Debugging Docker Health Checks

Shipping containers in a busy port

For what I hope are obvious reasons (deploys, fail-over, etc), docker health checks are important.

Unfortunately they're also a bit of a black box. You write some code to report back whether or not it's healthy, and docker will call that code to determine if the container is healthy, but it's not obvious how to see the results of that code. When a container is being reported as unhealthy, it can be maddening to try and figure out why. Here are some techniques I've found over the years to make debugging them so much less frustrating.

Debugging Local Containers

What is the current health status of a container?

docker inspect --format "{{json .State.Health.Status }}" container_name

Let's assume your container is unhealthy. How can you get more detail than that? Firstly, since we're working with JSON on the CLI, I recommend you install jq (osx homebrew users can run brew install jq).

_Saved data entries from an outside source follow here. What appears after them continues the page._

impl RequestQueue {
    pub fn new(results: Arc<ResultStore>, max_total: usize) -> Self {
        Self { inner: Mutex::new(QueueInner::default()), results, max_total }
    }

    /// Insert a request.
    ///
    /// Returns the number of same-type requests ordered ahead of it.
    pub fn enqueue(&self, request: InferenceRequest) -> Result<usize, EngineError> {
        let mut positions = self.enqueue_many(vec![request])?;
        Ok(positions.pop().unwrap_or_default())
    }

    /// Insert several requests atomically: either all are queued or none is.
    pub fn enqueue_many(&self, requests: Vec<InferenceRequest>) -> Result<Vec<usize>, EngineError> {
        let mut inner = self.inner.lock();

        if self.max_total > 0 && inner.len() + requests.len() > self.max_total {
            return Err(EngineError::QueueFull { max: self.max_total });
        }
        let mut batch_ids = HashSet::with_capacity(requests.len());
        for request in &requests {
            let id = request.id;
            if !batch_ids.insert(id)
                || inner.index.contains_key(&id)
                || self.results.is_in_flight(&id)
                || self.results.is_resolved(&id)
            {
                return Err(EngineError::DuplicateRequest(id));
            }
        }

        let mut positions = Vec::with_capacity(requests.len());
        for request in requests {
            let seq = inner.next_seq;
            inner.next_seq += 1;

            let entry = QueuedEntry { request, seq };
            let key = entry.order_key();
            let id = entry.request.id;
            let priority = entry.request.priority;
            let request_type = entry.request.request_type.clone();

            let bucket = inner.by_type.entry(request_type.clone()).or_default();
            let ahead = bucket.ahead_of(&key, priority);
            bucket.insert(entry);
            inner.index.insert(id, request_type.clone());
            positions.push(ahead);

            debug!(request_id = %id, request_type = %request_type, position = ahead, "Request enqueued");
        }

        Ok(positions)
    }

    /// Up to `limit` requests of one type, highest priority first, then oldest.
    pub fn peek_ordered(&self, request_type: &RequestType, limit: usize) -> Vec<InferenceRequest> {
        let inner = self.inner.lock();
        let Some(bucket) = inner.by_type.get(request_type) else {
            return Vec::new();
        };
        bucket
            .order
            .values()
            .take(limit)
            .filter_map(|id| bucket.entries.get(id))
            .map(|e| e.request.clone())
            .collect()
    }

    /// Remove the given ids and mark them in flight.
    ///
    /// Ids that are no longer queued (cancelled or claimed concurrently) are
    /// reported in `missing` rather than failing the whole claim.
    pub fn claim(&self, ids: &[RequestId]) -> Claim {
        let mut inner = self.inner.lock();
        let mut claim = Claim::default();

        for id in ids {
            match inner.remove(id) {
                Some(request) => claim.claimed.push(request),
                None => claim.missing.push(*id),
            }
        }
        self.results.mark_in_flight(claim.claimed.iter().map(|r| &r.id));

        claim
    }

    /// Cancel a request that has not been claimed into a batch.
    pub fn cancel(&self, id: &RequestId) -> Result<InferenceResult, EngineError> {
        let mut inner = self.inner.lock();

        if let Some(request) = inner.remove(id) {
            let result = InferenceResult::cancelled(&request);
            self.results.insert(result.clone());
            debug!(request_id = %id, "Request cancelled");
            return Ok(result);
        }

        if self.results.is_in_flight(id) {
            Err(EngineError::AlreadyProcessing(*id))
        } else if self.results.is_resolved(id) {
            Err(EngineError::AlreadyResolved(*id))
        } else {
            Err(EngineError::NotFound(*id))
        }
    }

    /// Where a request currently is: queued or in flight (pending), resolved, or unknown
    pub fn lookup(&self, id: &RequestId) -> ResultLookup {
        let inner = self.inner.lock();
        if inner.index.contains_key(id) {
            return ResultLookup::Pending;
        }
        self.results.lookup(id)
    }

    pub fn contains(&self, id: &RequestId) -> bool {
        self.inner.lock().index.contains_key(id)
    }

    /// Size and age of one type's backlog
    pub fn backlog(&self, request_type: &RequestType) -> Backlog {
        let inner = self.inner.lock();
        match inner.by_type.get(request_type) {
            Some(bucket) => Backlog { len: bucket.len(), oldest: bucket.oldest() },
            None => Backlog::default(),
        }
    }

    /// Request types that currently have queued requests
    pub fn pending_types(&self) -> Vec<RequestType> {
        let inner = self.inner.lock();
        let mut types: Vec<RequestType> = inner.by_type.keys().cloned().collect();
        types.sort();
        types
    }

    pub fn len(&self) -> usize {
        self.inner.lock().len()
    }

    pub fn is_empty(&self) -> bool {
        self.len() == 0
    }

    /// Snapshot of queue contents. Drain time is left for the engine to fill in.
    pub fn stats(&self) -> QueueStats {
        let inner = self.inner.lock();
        let mut by_priority = BTreeMap::new();
        let mut by_type = BTreeMap::new();
        let mut oldest: Option<Instant> = None;

        for (request_type, bucket) in &inner.by_type {
            by_type.insert(request_type.to_string(), bucket.len());
            for (priority, count) in &bucket.by_priority {
                *by_priority.entry(*priority).or_insert(0) += count;
            }
            if let Some(created) = bucket.oldest() {
                oldest = Some(oldest.map_or(created, |o| o.min(created)));
            }
        }

        QueueStats {
            total_queued: inner.len(),
            in_flight: self.results.in_flight_count(),
            by_priority,
            by_type,
            oldest_age_ms: oldest.map(|o| o.elapsed().as_millis() as u64),
            estimated_drain_ms: 0,
        }
    }
}

#[cfg(test)]
mod tests {
    use super::*;
    use crate::types::{EnqueueOptions, Priority};
    use serde_json::json;

    fn queue() -> RequestQueue {
        RequestQueue::new(Arc::new(ResultStore::new()), 0)
    }

    fn request(request_type: RequestType, priority: Priority, n: u32) -> InferenceRequest {
        InferenceRequest::with_options(
            request_type,
            json!({ "n": n }),
            EnqueueOptions::with_priority(priority),
        )
    }

    #[tokio::test]
    async fn test_enqueue_rejects_duplicates() {
        let queue = queue();
        let req = request(RequestType::SCREENING, Priority::Normal, 1);

        assert_eq!(queue.enqueue(req.clone()).unwrap(), 0);
        assert_eq!(queue.enqueue(req.clone()), Err(EngineError::DuplicateRequest(req.id)));
        assert_eq!(queue.len(), 1);
    }

    #[tokio::test]
    async fn test_peek_orders_by_priority_then_age() {
        let queue = queue();
        let low = request(RequestType::CARE_PLAN, Priority::Low, 1);
        let normal_a = request(RequestType::CARE_PLAN, Priority::Normal, 2);
        let critical = request(RequestType::CARE_PLAN, Priority::Critical, 3);
        let normal_b = request(RequestType::CARE_PLAN, Priority::Normal, 4);
        let other = request(RequestType::SCREENING, Priority::Critical, 5);

        for r in [&low, &normal_a, &critical, &normal_b, &other] {
            queue.enqueue(r.clone()).unwrap();
        }

        let ids: Vec<RequestId> =
            queue.peek_ordered(&RequestType::CARE_PLAN, 10).iter().map(|r| r.id).collect();
        assert_eq!(ids, vec![critical.id, normal_a.id, normal_b.id, low.id]);

        // Pure: nothing removed
        assert_eq!(queue.len(), 5);
        assert_eq!(queue.peek_ordered(&RequestType::CARE_PLAN, 2).len(), 2);
    }

    #[tokio::test]
    async fn test_queue_position_reflects_ordering() {
        let queue = queue();
        queue.enqueue(request(RequestType::SCREENING, Priority::Normal, 1)).unwrap();
        queue.enqueue(request(RequestType::SCREENING, Priority::Normal, 2)).unwrap();

        let urgent = queue.enqueue(request(RequestType::SCREENING, Priority::Critical, 3)).unwrap();
        let trailing = queue.enqueue(request(RequestType::SCREENING, Priority::Batch, 4)).unwrap();
        assert_eq!(urgent, 0);
        assert_eq!(trailing, 3);
    }

    #[tokio::test(start_paused = true)]
    async fn test_position_of_request_created_before_queued_peers() {
        let queue = queue();
        let older = request(RequestType::SCREENING, Priority::Normal, 1);
        tokio::time::advance(std::time::Duration::from_millis(10)).await;
        let newer = request(RequestType::SCREENING, Priority::Normal, 2);
        let urgent = request(RequestType::SCREENING, Priority::High, 3);

        assert_eq!(queue.enqueue(urgent.clone()).unwrap(), 0);
        assert_eq!(queue.enqueue(newer.clone()).unwrap(), 1);
        // Arrives last but was created first, so it sorts ahead of `newer`
        assert_eq!(queue.enqueue(older.clone()).unwrap(), 1);

        let ids: Vec<RequestId> =
            queue.peek_ordered(&RequestType::SCREENING, 3).iter().map(|r| r.id).collect();
        assert_eq!(ids, vec![urgent.id, older.id, newer.id]);
        assert_eq!(queue.backlog(&RequestType::SCREENING).oldest, Some(older.created_at));
    }

    #[tokio::test]
    async fn test_large_backlog_keeps_order_and_positions() {
        let queue = queue();
        let requests: Vec<InferenceRequest> =
            (0..10_000).map(|n| request(RequestType::BILLING_CODES, Priority::Normal, n)).collect();
        let first = requests[0].id;

        let positions = queue.enqueue_many(requests).unwrap();
        assert!(positions.iter().enumerate().all(|(i, p)| *p == i));

        for n in 0..10_000 {
            let position = queue.enqueue(request(RequestType::BILLING_CODES, Priority::Normal, n)).unwrap();
            assert_eq!(position, 10_000 + n as usize);
        }
        assert_eq!(queue.backlog(&RequestType::BILLING_CODES).len, 20_000);

        let head = queue.peek_ordered(&RequestType::BILLING_CODES, 5);
        assert_eq!(head.len(), 5);
        assert_eq!(head[0].id, first);
    }

    #[tokio::test]
    async fn test_bulk_enqueue_rejects_repeated_id() {
        let queue = queue();
        let a = request(RequestType::SCREENING, Priority::Normal, 1);
        let b = request(RequestType::SCREENING, Priority::Normal, 2);

        let result = queue.enqueue_many(vec![a.clone(), b, a.clone()]);
        assert_eq!(result, Err(EngineError::DuplicateRequest(a.id)));
        assert!(queue.is_empty());
    }

    #[tokio::test(start_paused = true)]
    async fn test_indexes_follow_claim_and_cancel() {
        let queue = queue();
        let first = request(RequestType::CARE_PLAN, Priority::High, 1);
        tokio::time::advance(std::time::Duration::from_millis(5)).await;
        let second = request(RequestType::CARE_PLAN, Priority::Low, 2);
        tokio::time::advance(std::time::Duration::from_millis(5)).await;
        let third = request(RequestType::CARE_PLAN, Priority::Low, 3);
        for r in [&first, &second, &third] {
            queue.enqueue(r.clone()).unwrap();
        }

        queue.claim(&[first.id]);
        assert_eq!(queue.backlog(&RequestType::CARE_PLAN).oldest, Some(second.created_at));
        assert_eq!(queue.stats().by_priority.get(&Priority::High), None);

        queue.cancel(&second.id).unwrap();
        let backlog = queue.backlog(&RequestType::CARE_PLAN);
        assert_eq!(backlog.len, 1);
        assert_eq!(backlog.oldest, Some(third.created_at));
        assert_eq!(queue.stats().by_priority.get(&Priority::Low), Some(&1));

        queue.claim(&[third.id]);
        assert_eq!(queue.backlog(&RequestType::CARE_PLAN), Backlog::default());
        assert!(queue.pending_types().is_empty());
    }

    #[tokio::test]
    async fn test_claim_reports_missing_ids() {
        let results = Arc::new(ResultStore::new());
        let queue = RequestQueue::new(results.clone(), 0);
        let a = request(RequestType::BILLING_CODES, Priority::Normal, 1);
        let b = request(RequestType::BILLING_CODES, Priority::Normal, 2);
        queue.enqueue(a.clone()).unwrap();
        queue.enqueue(b.clone()).unwrap();

        queue.cancel(&b.id).unwrap();

        let claim = queue.claim(&[a.id, b.id]);
        assert!(claim.is_partial());
        assert_eq!(claim.claimed.len(), 1);
        assert_eq!(claim.missing, vec![b.id]);

        // Claimed ids are in flight and no longer queued
        assert!(!queue.contains(&a.id));
        assert!(results.is_in_flight(&a.id));
        assert_eq!(queue.lookup(&a.id), ResultLookup::Pending);
    }

    #[tokio::test]
    async fn test_cancel_states() {
        let queue = queue();
        let queued = request(RequestType::SCREENING, Priority::Normal, 1);
        let claimed = request(RequestType::SCREENING, Priority::Normal, 2);
        queue.enqueue(queued.clone()).unwrap();
        queue.enqueue(claimed.clone()).unwrap();
        queue.claim(&[claimed.id]);

        let result = queue.cancel(&queued.id).unwrap();
        assert_eq!(result.status, crate::types::ResultStatus::Cancelled);
        assert_eq!(queue.lookup(&queued.id), ResultLookup::Ready(result));

        assert_eq!(queue.cancel(&claimed.id), Err(EngineError::AlreadyProcessing(claimed.id)));
        assert_eq!(queue.cancel(&queued.id), Err(EngineError::AlreadyResolved(queued.id)));

        let unknown = RequestId::from_u128(42);
        assert_eq!(queue.cancel(&unknown), Err(EngineError::NotFound(unknown)));
    }

    #[tokio::test]
    async fn test_capacity_limit() {
        let queue = RequestQueue::new(Arc::new(ResultStore::new()), 2);
        queue.enqueue(request(RequestType::SCREENING, Priority::Normal, 1)).unwrap();

        let batch = vec![
            request(RequestType::SCREENING, Priority::Normal, 2),
            request(RequestType::SCREENING, Priority::Normal, 3),
        ];
        assert_eq!(queue.enqueue_many(batch), Err(EngineError::QueueFull { max: 2 }));
        assert_eq!(queue.len(), 1);
    }

    #[tokio::test]
    async fn test_stats_breakdown() {
        let queue = queue();
        queue.enqueue(request(RequestType::SCREENING, Priority::High, 1)).unwrap();
        queue.enqueue(request(RequestType::SCREENING, Priority::Normal, 2)).unwrap();
        queue.enqueue(request(RequestType::CARE_PLAN, Priority::High, 3)).unwrap();

        let stats = queue.stats();
        assert_eq!(stats.total_queued, 3);
        assert_eq!(stats.by_priority.get(&Priority::High), Some(&2));
        assert_eq!(stats.by_type.get("screening"), Some(&2));
        assert!(stats.oldest_age_ms.is_some());

        let backlog = queue.backlog(&RequestType::SCREENING);
        assert_eq!(backlog.len, 2);
        assert!(backlog.oldest.is_some());
        assert_eq!(queue.pending_types(), vec![RequestType::CARE_PLAN, RequestType::SCREENING]);
    }
}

docker inspect --format "{{json .State.Health }}" container_name | jq

Just in case you were thinking about not using jq, here's the difference in output of the previous command, without and then with jq:

Terminal screen shot showing the difference between the two commands

In The Cloud

The only cloud service I have experience with is AWS, so that's the only one I can provide this advice for. Feel free to share the equivalent for Google Cloud, Azure, etc.

Unfortunately AWS doesn't expose the full healthcheck log through their CLI, but you can at least get some sense for it using this command.

aws ecs describe-tasks --cluster <cluster-name> --tasks <task-id> | jq '.tasks[0].containers[0]'

Of course this requires you to know the task id (at present, this is a 32 character alphanumeric string), which I imagine you can extract using other aws cli commands if needed -- that's out of scope for this discussion.

This returns some useful information but nowhere near the same level of detail as we got for local containers.

Terminal screen shot showing output of the aws ecs describe-tasks call

To be perfectly honest, I'm sure most of what I obscured in the above screen shot is benign, but as it's from our production environment and I'm not in a risk-taking mood, better safe than sorry, right?